What to do in Arequipa
Arequipa is an immensely popular travel destination for adventure travellers, as it is within easy reach of the Rio Chili, the Colca Canyon, and the volcanoes El Misti and Chachani. The city is a departure point for treks, hikes, climbs, downhill biking and whitewater rafting.
In between adventures, take a walk around the city’s Historical Centre to appreciate its architectural beauty. Many of the churches, archways, houses, and structures are made from sillar, giving the city an impressive grandeur. The colonial-era Santa Catalina Convent is a popular architectural attraction. Occupying two full city blocks the convent is almost a city within a city, a centuries-old self contained retreat which is now partially open to the public for daily tours.
History buffs might be interested in a visit to the Museo de Sanctuarios Andinos to see the mummy of the frozen ice princess, Juanita. The mummy was retrieved from the slopes of El Misti, well preserved by the freezing temperatures, and provides a fascinating if morbid insight into Incan human sacrifice rituals.

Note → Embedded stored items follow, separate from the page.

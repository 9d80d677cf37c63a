//! Seed configuration for the in-memory store

use serde::Deserialize;

use super::error::ConfigError;
use crate::domain::user::DirectorySeed;

/// Seed configuration
///
/// Only read when no database is configured; PostgreSQL deployments manage
/// users and skills in the database itself.
#[derive(Debug, Clone, Default, Deserialize)]
pub struct SeedConfig {
    /// Path to a JSON [`DirectorySeed`] file
    #[serde(default)]
    pub path: Option<String>,
}

impl SeedConfig {
    /// The configured path, if any non-blank one was given.
    pub fn path(&self) -> Option<&str> {
        self.path
            .as_deref()
            .map(str::trim)
            .filter(|p| !p.is_empty())
    }

    /// Read and parse the seed file. `Ok(None)` when no path is configured.
    ///
    /// # Errors
    ///
    /// - `SeedFileUnreadable` if the file cannot be read
    /// - `SeedFileInvalid` if it is not a valid seed document
    pub fn load_directory(&self) -> Result<Option<DirectorySeed>, ConfigError> {
        let Some(path) = self.path() else {
            return Ok(None);
        };

        let raw = std::fs::read_to_string(path).map_err(|source| {
            ConfigError::SeedFileUnreadable {
                path: path.to_string(),
                source,
            }
        })?;
        let seed = serde_json::from_str(&raw).map_err(|source| ConfigError::SeedFileInvalid {
            path: path.to_string(),
            source,
        })?;

        Ok(Some(seed))
    }
}

#[cfg(test)]
mod tests {
    use super::*;

    fn at(path: &str) -> SeedConfig {
        SeedConfig {
            path: Some(path.to_string()),
        }
    }

    #[test]
    fn test_no_path_loads_nothing() {
        assert!(SeedConfig::default().load_directory().unwrap().is_none());
        assert!(at("  ").load_directory().unwrap().is_none());
    }

    #[test]
    fn test_bundled_seed_file_parses() {
        let config = at(concat!(env!("CARGO_MANIFEST_DIR"), "/seed/directory.json"));
        let seed = config.load_directory().unwrap().unwrap();
        assert_eq!(seed.users.len(), 3);
        assert!(seed.skills.contains(&"First aid".to_string()));
    }

    #[test]
    fn test_missing_file_is_unreadable() {
        let err = at("/nonexistent/directory.json").load_directory().unwrap_err();
        assert!(matches!(err, ConfigError::SeedFileUnreadable { .. }));
    }

    #[test]
    fn test_non_seed_document_is_invalid() {
        let config = at(concat!(env!("CARGO_MANIFEST_DIR"), "/Cargo.toml"));
        let err = config.load_directory().unwrap_err();
        assert!(matches!(err, ConfigError::SeedFileInvalid { .. }));
    }
}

Finally, don’t leave Arequipa without trying one of its spicy regional dishes at a picantería. The rocoto relleno, a spicy pepper stuffed with meat and layered with a rich cheese sauce is a regional delicacy.
Be aware of the altitude
If you’re arriving from a destination on the Peruvian coastline – Lima, Paracas, Ica, or Nazca – you should take a day to get adjusted to the city’s altitude, especially if you plan to do any trekking, climbing, or downhill biking in the subsequent days.
Soroche (altitude sickness) is caused by a lack of oxygen and can strike any traveler, regardless of your physical strength or fitness level.
Cases of altitude sickness generally include mild side effects like headache, fatigue, and nausea but can become extreme if left untreated. Soroche pills are sold in pharmacies; locals suggest that drinking a cup of mate de coca (coca tea) may also help cure altitude sickness.
Arequipa sits on the tip of Peru’s southern desert, and is characterised by a warm and arid climate. Daytime temperatures sit favorably in the low 20s (68-70°F) all year round, white nighttime temperatures are much chillier, falling as low as 5°C (41°F) during the winter months of June, July, and August.
It’s a good idea to pack layers for travel to Arequipa. During the daytime, you’ll need T-Shirts, lightweight shorts or pants, and a pair of sunglasses; at night, you’ll want warm sweaters, jackets, hats, and gloves to help keep you warm.